Sialylation of immunoglobulin E is a determinant of allergic pathogenicity

摘要

A specific type of glycosylation-sialylation-is more common on immunoglobulin E from individuals with a peanut allergys than from non-atopic people, suggesting that it has a role in regulating anaphylaxis.Approximately one-third of the world's population suffers from allergies(1). Exposure to allergens crosslinks immunoglobulin E (IgE) antibodies that are bound to mast cells and basophils, triggering the release of inflammatory mediators, including histamine(2). Although IgE is absolutely required for allergies, it is not understood why total and allergen-specific IgE concentrations do not reproducibly correlate with allergic disease(3-5).
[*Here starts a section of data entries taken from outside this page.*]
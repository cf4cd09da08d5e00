//! Error types for the densest-subgraph engines
//!
//! Only structural input defects and bad parameters are errors. Degenerate
//! graphs (no vertices, no edges) and zero denominators are handled inside
//! the engines with a defined fallback and a `tracing` diagnostic.

use thiserror::Error;

/// Errors that can occur while loading a graph or running an engine
#[derive(Error, Debug)]
pub enum GraphError {
    /// The input graph text is malformed. Fatal to the current computation.
    #[error("format error on line {line}: {message}")]
    Format { line: usize, message: String },

    #[error("invalid parameter: {0}")]
    InvalidParameter(String),

    #[error("IO error: {0}")]
    Io(#[from] std::io::Error),
}

impl GraphError {
    pub(crate) fn format(line: usize, message: impl Into<String>) -> Self {
        GraphError::Format {
            line,
            message: message.into(),
        }
    }
}

pub type Result<T> = std::result::Result<T, GraphError>;

#[cfg(test)]
mod tests {
    use super::*;

    #[test]
    fn test_format_error_message_names_line() {
        let err = GraphError::format(3, "expected 3 fields");
        assert_eq!(err.to_string(), "format error on line 3: expected 3 fields");
    }

    #[test]
    fn test_io_error_converts() {
        let io = std::io::Error::new(std::io::ErrorKind::NotFound, "missing");
        let err: GraphError = io.into();
        assert!(matches!(err, GraphError::Io(_)));
    }
}
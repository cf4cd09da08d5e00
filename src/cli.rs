//! CLI command definitions and handlers

use std::io::IsTerminal;
use std::path::{Path, PathBuf};
use std::time::Instant;

use anyhow::{Context, Result};
use clap::{Parser, Subcommand};
use tracing::{debug, info};

use densest::config::{load_config, Defaults};
use densest::density::DensityMethod;
use densest::graph::{load_graph, Graph};
use densest::report::{self, EngineReport, OutputFormat};
use densest::{flow, peel, spectral};

/// Densest subgraph search
#[derive(Parser, Debug)]
#[command(name = "densest")]
#[command(
    version,
    about = "Find the densest subgraph of a weighted undirected graph",
    after_help = "\
Examples:
  densest charikar graph.txt                  Greedy peel, plain density
  densest peel graph.txt --method fraudar     Generalized peel, weighted density
  densest flow graph.txt --epsilon 0.01       Exact density by parametric min cuts
  densest spectral graph.txt -k 5             Spectral candidates, then peeling
  densest compare graph.txt --format json     All engines with timings, as JSON"
)]
pub struct Cli {
    /// Log level when RUST_LOG is not set (error, warn, info, debug, trace)
    #[arg(long, global = true, default_value = "warn", value_parser = ["error", "warn", "info", "debug", "trace"])]
    pub log_level: String,

    /// Config file (default: densest.toml in the current directory)
    #[arg(long, global = true)]
    pub config: Option<PathBuf>,

    /// Output format: text, json
    #[arg(long, short = 'f', global = true, value_parser = ["text", "json"])]
    pub format: Option<String>,

    /// Disable ANSI colors in text output
    #[arg(long, global = true)]
    pub no_color: bool,

    #[command(subcommand)]
    pub command: Commands,
}

#[derive(Subcommand, Debug)]
pub enum Commands {
    /// Generalized greedy peeling under a density method
    Peel {
        /// Graph file
        graph: PathBuf,

        /// Density method (plain, min-quotient-cut, weighted, sparsity-penalized, risk-averse)
        #[arg(long, short = 'm')]
        method: Option<String>,

        /// Alpha for sparsity-penalized density
        #[arg(long)]
        alpha: Option<f64>,
    },

    /// Greedy peeling with a running edge count (plain density)
    Charikar {
        /// Graph file
        graph: PathBuf,
    },

    /// Exact densest subgraph by binary search over minimum cuts
    Flow {
        /// Graph file
        graph: PathBuf,

        /// Binary-search tolerance
        #[arg(long, short = 'e')]
        epsilon: Option<f64>,
    },

    /// Peel the candidate sets of the top-k singular vectors
    Spectral {
        /// Graph file
        graph: PathBuf,

        /// Number of singular triplets
        #[arg(short = 'k', long)]
        k: Option<usize>,

        /// Density method used on each candidate
        #[arg(long, short = 'm')]
        method: Option<String>,

        /// Alpha for sparsity-penalized density
        #[arg(long)]
        alpha: Option<f64>,
    },

    /// Run charikar, flow and spectral on one graph and time them
    Compare {
        /// Graph file
        graph: PathBuf,

        /// Number of singular triplets for the spectral engine
        #[arg(short = 'k', long)]
        k: Option<usize>,

        /// Density method for the spectral engine
        #[arg(long, short = 'm')]
        method: Option<String>,

        /// Alpha for sparsity-penalized density
        #[arg(long)]
        alpha: Option<f64>,

        /// Binary-search tolerance for the flow engine
        #[arg(long, short = 'e')]
        epsilon: Option<f64>,
    },
}

/// Flag values that override the config file
#[derive(Debug, Default)]
struct Overrides {
    method: Option<String>,
    alpha: Option<f64>,
    k: Option<usize>,
    epsilon: Option<f64>,
}

impl Overrides {
    fn apply(self, mut defaults: Defaults) -> Defaults {
        if let Some(method) = self.method {
            defaults.method = DensityMethod::parse(&method);
        }
        if let Some(alpha) = self.alpha {
            defaults.alpha = alpha;
        }
        if let Some(k) = self.k {
            defaults.k = k;
        }
        if let Some(epsilon) = self.epsilon {
            defaults.epsilon = epsilon;
        }
        defaults
    }
}

/// Run the CLI
pub fn run(cli: Cli) -> Result<()> {
    let config = load_config(cli.config.as_deref());
    let format = match &cli.format {
        Some(f) => f.parse::<OutputFormat>()?,
        None => config.defaults.format,
    };
    let color = !cli.no_color && std::io::stdout().is_terminal();

    let (graph_path, overrides, engines) = match cli.command {
        Commands::Peel {
            graph,
            method,
            alpha,
        } => (
            graph,
            Overrides {
                method,
                alpha,
                ..Default::default()
            },
            vec![Engine::Peel],
        ),
        Commands::Charikar { graph } => (graph, Overrides::default(), vec![Engine::Charikar]),
        Commands::Flow { graph, epsilon } => (
            graph,
            Overrides {
                epsilon,
                ..Default::default()
            },
            vec![Engine::Flow],
        ),
        Commands::Spectral {
            graph,
            k,
            method,
            alpha,
        } => (
            graph,
            Overrides {
                method,
                alpha,
                k,
                ..Default::default()
            },
            vec![Engine::Spectral],
        ),
        Commands::Compare {
            graph,
            k,
            method,
            alpha,
            epsilon,
        } => (
            graph,
            Overrides {
                method,
                alpha,
                k,
                epsilon,
            },
            vec![Engine::Charikar, Engine::Flow, Engine::Spectral],
        ),
    };

    let settings = overrides.apply(config.defaults);
    settings.validate()?;
    debug!("Resolved settings: {:?}", settings);

    let graph = read_graph(&graph_path)?;
    let timed = engines.len() > 1;

    let mut reports = Vec::with_capacity(engines.len());
    for engine in engines {
        let start = Instant::now();
        let report = engine.run(&graph, &settings)?;
        let elapsed = start.elapsed();
        info!("{} finished in {:?}", engine.name(), elapsed);
        reports.push(if timed {
            report.with_elapsed(elapsed)
        } else {
            report
        });
    }

    print!("{}", report::render(&reports, format, color)?);
    if format == OutputFormat::Json {
        println!();
    }
    Ok(())
}

fn read_graph(path: &Path) -> Result<Graph> {
    let graph =
        load_graph(path).with_context(|| format!("Failed to load graph from {}", path.display()))?;
    info!(
        "Loaded {} vertices and {} edges from {}",
        graph.num_nodes(),
        graph.num_edges(),
        path.display()
    );
    Ok(graph)
}

#[derive(Debug, Clone, Copy, PartialEq, Eq)]
enum Engine {
    Peel,
    Charikar,
    Flow,
    Spectral,
}

impl Engine {
    fn name(self) -> &'static str {
        match self {
            Engine::Peel => "peel",
            Engine::Charikar => "charikar",
            Engine::Flow => "flow",
            Engine::Spectral => "spectral",
        }
    }

    fn run(self, graph: &Graph, settings: &Defaults) -> Result<EngineReport> {
        let method = settings.method.clone().with_alpha(settings.alpha);
        let report = match self {
            Engine::Peel => {
                let outcome = peel::peel_graph(graph, &method.quadratic_forms(graph));
                EngineReport::new(self.name(), outcome.score, &outcome.vertices)
            }
            Engine::Charikar => {
                let outcome = peel::charikar(graph);
                EngineReport::new(self.name(), outcome.score, &outcome.vertices)
            }
            Engine::Flow => {
                let outcome = flow::densest_exact(graph, settings.epsilon)?;
                EngineReport::new(self.name(), outcome.density, &outcome.vertices)
            }
            Engine::Spectral => {
                let outcome = spectral::spectral_densest(graph, settings.k, &method)?;
                EngineReport::new(self.name(), outcome.score, &outcome.vertices)
            }
        };
        Ok(report)
    }
}
//! Sparse/dense matrix helpers shared by the engines
//!
//! Matrices are `sprs` CSR matrices over `f64`. Vertex subsets are passed as
//! membership masks, so a quadratic form `xᵗMx` over an indicator vector `x`
//! is just the sum of entries whose row and column are both members.

use nalgebra::DMatrix;
use sprs::{CsMat, TriMat};

/// Sparse identity of size `n`
pub fn identity(n: usize) -> CsMat<f64> {
    CsMat::eye(n)
}

/// Sparse diagonal matrix from a vector
pub fn diagonal(values: &[f64]) -> CsMat<f64> {
    let n = values.len();
    let mut triplets = TriMat::new((n, n));
    for (i, &v) in values.iter().enumerate() {
        if v != 0.0 {
            triplets.add_triplet(i, i, v);
        }
    }
    triplets.to_csr()
}

/// Linear combination `Σ cᵢ·Mᵢ` of equally-shaped sparse matrices
pub fn linear_combination(n: usize, terms: &[(f64, &CsMat<f64>)]) -> CsMat<f64> {
    let mut triplets = TriMat::new((n, n));
    for &(coeff, mat) in terms {
        debug_assert_eq!(mat.shape(), (n, n));
        if coeff == 0.0 {
            continue;
        }
        for (i, row) in mat.outer_iterator().enumerate() {
            for (j, &value) in row.iter() {
                triplets.add_triplet(i, j, coeff * value);
            }
        }
    }
    triplets.to_csr()
}

/// Elementwise map, dropping entries that become zero
pub fn map_entries(mat: &CsMat<f64>, f: impl Fn(f64) -> f64) -> CsMat<f64> {
    let mut triplets = TriMat::new(mat.shape());
    for (i, row) in mat.outer_iterator().enumerate() {
        for (j, &value) in row.iter() {
            let mapped = f(value);
            if mapped != 0.0 {
                triplets.add_triplet(i, j, mapped);
            }
        }
    }
    triplets.to_csr()
}

pub fn transpose(mat: &CsMat<f64>) -> CsMat<f64> {
    let (rows, cols) = mat.shape();
    let mut triplets = TriMat::new((cols, rows));
    for (i, row) in mat.outer_iterator().enumerate() {
        for (j, &value) in row.iter() {
            triplets.add_triplet(j, i, value);
        }
    }
    triplets.to_csr()
}

/// Principal submatrix `M[indices, indices]`, re-indexed to `0..indices.len()`.
///
/// `indices` must be distinct and in range.
pub fn restrict(mat: &CsMat<f64>, indices: &[usize]) -> CsMat<f64> {
    let k = indices.len();
    let mut local: Vec<Option<usize>> = vec![None; mat.cols()];
    for (pos, &idx) in indices.iter().enumerate() {
        local[idx] = Some(pos);
    }

    let mut triplets = TriMat::new((k, k));
    for (pos, &idx) in indices.iter().enumerate() {
        if let Some(row) = mat.outer_view(idx) {
            for (j, &value) in row.iter() {
                if let Some(col) = local[j] {
                    triplets.add_triplet(pos, col, value);
                }
            }
        }
    }
    triplets.to_csr()
}

/// `xᵗMx` for the indicator vector of `members`
pub fn quadratic_form(mat: &CsMat<f64>, members: &[bool]) -> f64 {
    mat.outer_iterator()
        .enumerate()
        .filter(|(i, _)| members[*i])
        .map(|(_, row)| {
            row.iter()
                .filter(|(j, _)| members[*j])
                .map(|(_, &value)| value)
                .sum::<f64>()
        })
        .sum()
}

/// Sum of row `i` restricted to member columns
pub fn row_sum_over(mat: &CsMat<f64>, i: usize, members: &[bool]) -> f64 {
    mat.outer_view(i)
        .map(|row| {
            row.iter()
                .filter(|(j, _)| members[*j])
                .map(|(_, &value)| value)
                .sum()
        })
        .unwrap_or(0.0)
}

pub fn diagonal_entry(mat: &CsMat<f64>, i: usize) -> f64 {
    mat.get(i, i).copied().unwrap_or(0.0)
}

/// Exact structural check for the identity matrix
pub fn is_identity(mat: &CsMat<f64>) -> bool {
    let (rows, cols) = mat.shape();
    rows == cols
        && mat.outer_iterator().enumerate().all(|(i, row)| {
            row.iter()
                .all(|(j, &value)| if i == j { value == 1.0 } else { value == 0.0 })
                && row.get(i).copied() == Some(1.0)
        })
}

/// Sparse matrix-vector product `M·x`
pub fn mul_vec(mat: &CsMat<f64>, x: &[f64]) -> Vec<f64> {
    mat.outer_iterator()
        .map(|row| row.iter().map(|(j, &value)| value * x[j]).sum())
        .collect()
}

/// `max_i Σ_j |M_ij|`, an upper bound on the spectral radius
pub fn max_abs_row_sum(mat: &CsMat<f64>) -> f64 {
    mat.outer_iterator()
        .map(|row| row.iter().map(|(_, &value)| value.abs()).sum::<f64>())
        .fold(0.0, f64::max)
}

/// Gershgorin bound on the largest eigenvalue of the principal submatrix on
/// `indices`; `members` is the matching mask
pub fn gershgorin_max(mat: &CsMat<f64>, indices: &[usize], members: &[bool]) -> f64 {
    indices
        .iter()
        .map(|&i| {
            mat.outer_view(i)
                .map(|row| {
                    row.iter()
                        .filter(|(j, _)| members[*j])
                        .map(|(j, &value)| if j == i { value } else { value.abs() })
                        .sum::<f64>()
                })
                .unwrap_or(0.0)
        })
        .fold(f64::NEG_INFINITY, f64::max)
}

/// Dense copy for the SVD
pub fn to_dense(mat: &CsMat<f64>) -> DMatrix<f64> {
    let (rows, cols) = mat.shape();
    let mut dense = DMatrix::<f64>::zeros(rows, cols);
    for (i, row) in mat.outer_iterator().enumerate() {
        for (j, &value) in row.iter() {
            dense[(i, j)] += value;
        }
    }
    dense
}
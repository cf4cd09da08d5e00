//! Run configuration
//!
//! Defaults can be set in a `densest.toml` file in the working directory,
//! or in a file passed with `--config`:
//!
//! ```toml
//! [defaults]
//! method = "plain"
//! k = 10
//! epsilon = 0.1
//! alpha = 1.0
//! format = "text"
//! ```
//!
//! Command-line flags override the file, which overrides built-in defaults.

use std::path::Path;

use serde::Deserialize;
use tracing::{debug, warn};

use crate::density::{DensityMethod, DEFAULT_ALPHA};
use crate::error::{GraphError, Result};
use crate::flow::DEFAULT_EPSILON;
use crate::report::OutputFormat;
use crate::spectral::DEFAULT_K;

/// File name looked up in the working directory
pub const CONFIG_FILE_NAME: &str = "densest.toml";

/// Top-level config file layout
#[derive(Debug, Clone, Default, Deserialize)]
pub struct DensestConfig {
    #[serde(default)]
    pub defaults: Defaults,
}

/// Values used when the corresponding flag is not given
#[derive(Debug, Clone, PartialEq, Deserialize)]
#[serde(default)]
pub struct Defaults {
    pub method: DensityMethod,
    pub k: usize,
    pub epsilon: f64,
    pub alpha: f64,
    pub format: OutputFormat,
}

impl Default for Defaults {
    fn default() -> Self {
        Self {
            method: DensityMethod::Plain,
            k: DEFAULT_K,
            epsilon: DEFAULT_EPSILON,
            alpha: DEFAULT_ALPHA,
            format: OutputFormat::Text,
        }
    }
}

impl Defaults {
    /// Reject values no engine can run with
    pub fn validate(&self) -> Result<()> {
        if self.k == 0 {
            return Err(GraphError::InvalidParameter(
                "k must be at least 1".to_string(),
            ));
        }
        if !(self.epsilon.is_finite() && self.epsilon > 0.0) {
            return Err(GraphError::InvalidParameter(format!(
                "epsilon must be positive, got {}",
                self.epsilon
            )));
        }
        if !(self.alpha.is_finite() && self.alpha >= 0.0) {
            return Err(GraphError::InvalidParameter(format!(
                "alpha must be non-negative, got {}",
                self.alpha
            )));
        }
        Ok(())
    }
}

/// Load the config from `path`, or from `densest.toml` in the working directory.
///
/// A missing or unreadable file yields the built-in defaults.
pub fn load_config(path: Option<&Path>) -> DensestConfig {
    let path = match path {
        Some(p) => p.to_path_buf(),
        None => Path::new(CONFIG_FILE_NAME).to_path_buf(),
    };
    if !path.exists() {
        debug!("No config file at {}", path.display());
        return DensestConfig::default();
    }

    match load_toml_config(&path) {
        Ok(config) => {
            debug!("Loaded config from {}", path.display());
            config
        }
        Err(e) => {
            warn!("Failed to load {}: {}", path.display(), e);
            DensestConfig::default()
        }
    }
}

fn load_toml_config(path: &Path) -> anyhow::Result<DensestConfig> {
    let content = std::fs::read_to_string(path)?;
    let config: DensestConfig = toml::from_str(&content)?;
    Ok(config)
}
//! s-t flow network with Dinic's maximum flow
//!
//! Arcs live in a petgraph `DiGraph` and are always inserted in pairs: arc
//! `2k` is a forward arc and arc `2k + 1` its residual twin with capacity 0,
//! so the twin of arc `e` is `e ^ 1`. Residual capacities are kept outside
//! the graph so the topology stays immutable during a solve.
//!
//! Dinic's algorithm:
//! 1. BFS from the source over arcs with residual capacity, assigning levels
//! 2. DFS pushes blocking flow along level-increasing arcs only
//! 3. Repeat until the sink is unreachable
//!
//! The minimum cut's source side is the set of nodes reachable from the
//! source in the final residual graph. It is the unique inclusion-minimal
//! minimum cut, so cut selection is deterministic under ties.

use std::collections::VecDeque;

use petgraph::graph::{DiGraph, EdgeIndex, NodeIndex};
use petgraph::visit::EdgeRef;

/// Residual capacities at or below this are treated as saturated
pub const CAPACITY_EPSILON: f64 = 1e-9;

/// A directed network with real-valued capacities
#[derive(Debug, Clone)]
pub struct FlowNetwork {
    graph: DiGraph<(), f64>,
    residual: Vec<f64>,
}

/// Result of a minimum s-t cut
#[derive(Debug, Clone)]
pub struct MinCut {
    pub value: f64,
    /// Membership mask of the source side, indexed by node
    pub source_side: Vec<bool>,
}

impl FlowNetwork {
    pub fn with_nodes(num_nodes: usize) -> Self {
        let mut graph = DiGraph::with_capacity(num_nodes, 0);
        for _ in 0..num_nodes {
            graph.add_node(());
        }
        Self {
            graph,
            residual: Vec::new(),
        }
    }

    pub fn num_nodes(&self) -> usize {
        self.graph.node_count()
    }

    /// Add arc `from → to`. Negative capacities are clamped to zero.
    pub fn add_arc(&mut self, from: usize, to: usize, capacity: f64) {
        let capacity = capacity.max(0.0);
        self.graph
            .add_edge(NodeIndex::new(from), NodeIndex::new(to), capacity);
        self.graph.add_edge(NodeIndex::new(to), NodeIndex::new(from), 0.0);
        self.residual.push(capacity);
        self.residual.push(0.0);
    }

    /// Outgoing arcs per node, in a fixed order for the DFS current-arc pointers
    fn arc_lists(&self) -> Vec<Vec<EdgeIndex>> {
        self.graph
            .node_indices()
            .map(|node| {
                let mut arcs: Vec<EdgeIndex> = self.graph.edges(node).map(|e| e.id()).collect();
                arcs.sort_unstable();
                arcs
            })
            .collect()
    }

    fn head(&self, arc: EdgeIndex) -> usize {
        self.graph
            .edge_endpoints(arc)
            .map(|(_, to)| to.index())
            .unwrap_or_default()
    }

    /// BFS levels over arcs with residual capacity; `None` marks unreachable nodes
    fn levels(&self, arcs: &[Vec<EdgeIndex>], source: usize) -> Vec<Option<usize>> {
        let mut level = vec![None; self.num_nodes()];
        level[source] = Some(0);
        let mut queue = VecDeque::from([source]);
        while let Some(u) = queue.pop_front() {
            let next = level[u].map(|l| l + 1);
            for &arc in &arcs[u] {
                let v = self.head(arc);
                if level[v].is_none() && self.residual[arc.index()] > CAPACITY_EPSILON {
                    level[v] = next;
                    queue.push_back(v);
                }
            }
        }
        level
    }

    /// Push up to `limit` units from `u` toward `sink` along the level graph
    fn augment(
        &mut self,
        arcs: &[Vec<EdgeIndex>],
        level: &[Option<usize>],
        next_arc: &mut [usize],
        u: usize,
        sink: usize,
        limit: f64,
    ) -> f64 {
        if u == sink {
            return limit;
        }
        while next_arc[u] < arcs[u].len() {
            let arc = arcs[u][next_arc[u]];
            let v = self.head(arc);
            let cap = self.residual[arc.index()];
            let forward = matches!((level[u], level[v]), (Some(lu), Some(lv)) if lv == lu + 1);
            if forward && cap > CAPACITY_EPSILON {
                let pushed = self.augment(arcs, level, next_arc, v, sink, limit.min(cap));
                if pushed > CAPACITY_EPSILON {
                    self.residual[arc.index()] -= pushed;
                    self.residual[arc.index() ^ 1] += pushed;
                    return pushed;
                }
            }
            next_arc[u] += 1;
        }
        0.0
    }

    /// Compute a maximum flow and return the corresponding minimum cut.
    ///
    /// Resets any flow from a previous solve.
    pub fn min_cut(&mut self, source: usize, sink: usize) -> MinCut {
        for (i, edge) in self.graph.edge_indices().enumerate() {
            self.residual[i] = self.graph[edge];
        }

        let arcs = self.arc_lists();
        let mut value = 0.0;
        loop {
            let level = self.levels(&arcs, source);
            if level[sink].is_none() {
                break;
            }
            let mut next_arc = vec![0; self.num_nodes()];
            loop {
                let pushed =
                    self.augment(&arcs, &level, &mut next_arc, source, sink, f64::INFINITY);
                if pushed <= CAPACITY_EPSILON {
                    break;
                }
                value += pushed;
            }
        }

        let source_side = self
            .levels(&arcs, source)
            .into_iter()
            .map(|l| l.is_some())
            .collect();
        MinCut { value, source_side }
    }
}

#[cfg(test)]
mod tests {
    use super::*;

    #[test]
    fn test_single_arc() {
        let mut net = FlowNetwork::with_nodes(2);
        net.add_arc(0, 1, 3.5);
        let cut = net.min_cut(0, 1);
        assert!((cut.value - 3.5).abs() < 1e-9);
        assert_eq!(cut.source_side, vec![true, false]);
    }

    #[test]
    fn test_classic_network() {
        // CLRS-style example, max flow 23
        let mut net = FlowNetwork::with_nodes(6);
        net.add_arc(0, 1, 16.0);
        net.add_arc(0, 2, 13.0);
        net.add_arc(1, 2, 10.0);
        net.add_arc(2, 1, 4.0);
        net.add_arc(1, 3, 12.0);
        net.add_arc(3, 2, 9.0);
        net.add_arc(2, 4, 14.0);
        net.add_arc(4, 3, 7.0);
        net.add_arc(3, 5, 20.0);
        net.add_arc(4, 5, 4.0);
        let cut = net.min_cut(0, 5);
        assert!((cut.value - 23.0).abs() < 1e-9);
        assert!(cut.source_side[0]);
        assert!(!cut.source_side[5]);
    }

    #[test]
    fn test_min_cut_is_source_minimal_under_ties() {
        // s -> a -> t with equal capacities: both {s} and {s, a} are min cuts
        let mut net = FlowNetwork::with_nodes(3);
        net.add_arc(0, 1, 1.0);
        net.add_arc(1, 2, 1.0);
        let cut = net.min_cut(0, 2);
        assert!((cut.value - 1.0).abs() < 1e-9);
        assert_eq!(cut.source_side, vec![true, false, false]);
    }

    #[test]
    fn test_resolve_resets_flow() {
        let mut net = FlowNetwork::with_nodes(2);
        net.add_arc(0, 1, 2.0);
        let first = net.min_cut(0, 1).value;
        let second = net.min_cut(0, 1).value;
        assert_eq!(first, second);
    }

    #[test]
    fn test_negative_capacity_clamped() {
        let mut net = FlowNetwork::with_nodes(2);
        net.add_arc(0, 1, -4.0);
        let cut = net.min_cut(0, 1);
        assert_eq!(cut.value, 0.0);
        assert_eq!(cut.source_side, vec![true, false]);
    }

    #[test]
    fn test_parallel_arcs_add_up() {
        let mut net = FlowNetwork::with_nodes(2);
        net.add_arc(0, 1, 1.0);
        net.add_arc(0, 1, 1.0);
        assert!((net.min_cut(0, 1).value - 2.0).abs() < 1e-9);
    }
}
//! Text (terminal) reporter

use super::EngineReport;

const RESET: &str = "\x1b[0m";
const BOLD: &str = "\x1b[1m";
const DIM: &str = "\x1b[2m";

/// Render reports as one line per engine, with a timing line when measured
pub fn render(reports: &[EngineReport], color: bool) -> String {
    let (bold, dim, reset) = if color {
        (BOLD, DIM, RESET)
    } else {
        ("", "", "")
    };

    let mut out = String::new();
    for report in reports {
        let vertices: Vec<String> = report.vertices.iter().map(|v| v.to_string()).collect();
        out.push_str(&format!(
            "{bold}[{}]{reset} density {bold}{:.6}{reset} vertices [{}]\n",
            report.engine.to_uppercase(),
            report.score,
            vertices.join(", ")
        ));
        if let Some(ms) = report.elapsed_ms {
            out.push_str(&format!(
                "{dim}  {} took {:.3} ms ({} vertices){reset}\n",
                report.engine,
                ms,
                report.vertices.len()
            ));
        }
    }
    out
}
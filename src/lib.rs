//! Citation-key based file finder
//!
//! Associates bibliography entries with files on disk by comparing file base
//! names against each entry's citation key, recursively under a set of
//! directories.

pub mod core;
pub mod reporting;
pub mod scanner;

pub use crate::core::matcher;
pub use crate::scanner::file_scanner;

/// Re-export commonly used types
pub mod prelude {
    pub use crate::core::citekey::{legal_key_chars, LEGAL_KEY_CHARS};
    pub use crate::core::entry::BibEntry;
    pub use crate::core::matcher::{
        associate_files, base_name, find_associated_files, matches_prefix,
    };
    pub use crate::reporting::scan_reporter::{
        CollectingReporter, ScanReporter, SilentReporter, StderrReporter,
    };
    pub use crate::scanner::file_scanner::{file_extension, scan_directories, split_extension};
}
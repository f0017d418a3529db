//! Bibliography entry handle

use serde::{Deserialize, Serialize};

/// A bibliography entry as seen by the file finder: an identifier plus an
/// optional citation key. The finder only ever reads the key; everything else
/// about an entry lives elsewhere.
///
/// Two entries compare equal when both fields are equal, which is what the
/// result map keys on. Identifiers are expected to be unique per input list.
#[derive(Debug, Clone, PartialEq, Eq, Hash, Serialize, Deserialize)]
pub struct BibEntry {
    id: String,
    citation_key: Option<String>,
}

impl BibEntry {
    /// Create an entry without a citation key
    pub fn new(id: impl Into<String>) -> Self {
        Self {
            id: id.into(),
            citation_key: None,
        }
    }

    /// Create an entry with a citation key
    pub fn with_citation_key(id: impl Into<String>, key: impl Into<String>) -> Self {
        Self {
            id: id.into(),
            citation_key: Some(key.into()),
        }
    }

    pub fn id(&self) -> &str {
        &self.id
    }

    /// The citation key as stored; may be blank even when present
    pub fn citation_key(&self) -> Option<&str> {
        self.citation_key.as_deref()
    }

    pub fn set_citation_key(&mut self, key: Option<String>) {
        self.citation_key = key;
    }
}

#[cfg(test)]
mod tests {
    use super::*;

    #[test]
    fn test_citation_key_accessor() {
        let mut entry = BibEntry::new("e1");
        assert_eq!(entry.citation_key(), None);

        entry.set_citation_key(Some("Smith2020".to_string()));
        assert_eq!(entry.citation_key(), Some("Smith2020"));

        let other = BibEntry::with_citation_key("e2", "Smith2020");
        assert_eq!(other.citation_key(), Some("Smith2020"));
        assert_ne!(entry, other);
    }
}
It is well-established that glycosylation of IgG dictates its effector function and has disease-specific patterns. However, whether IgE glycans differ in disease states or affect biological activity is completely unknown(6). Here we perform an unbiased examination of glycosylation patterns of total IgE from individuals with a peanut allergy and from non-atopic individuals without allergies. Our analysis reveals an increase in sialic acid content on total IgE from individuals with a peanut allergy compared with non-atopic individuals. Removal of sialic acid from IgE attenuates effector-cell degranulation and anaphylaxis in several functional models of allergic disease. Therapeutic interventions-including removing sialic acid from cell-bound IgE with a neuraminidase enzyme targeted towards the IgE receptor Fc epsilon RI, and administering asialylated IgE-markedly reduce anaphylaxis. Together, these results establish IgE glycosylation, and specifically sialylation, as an important regulator of allergic disease.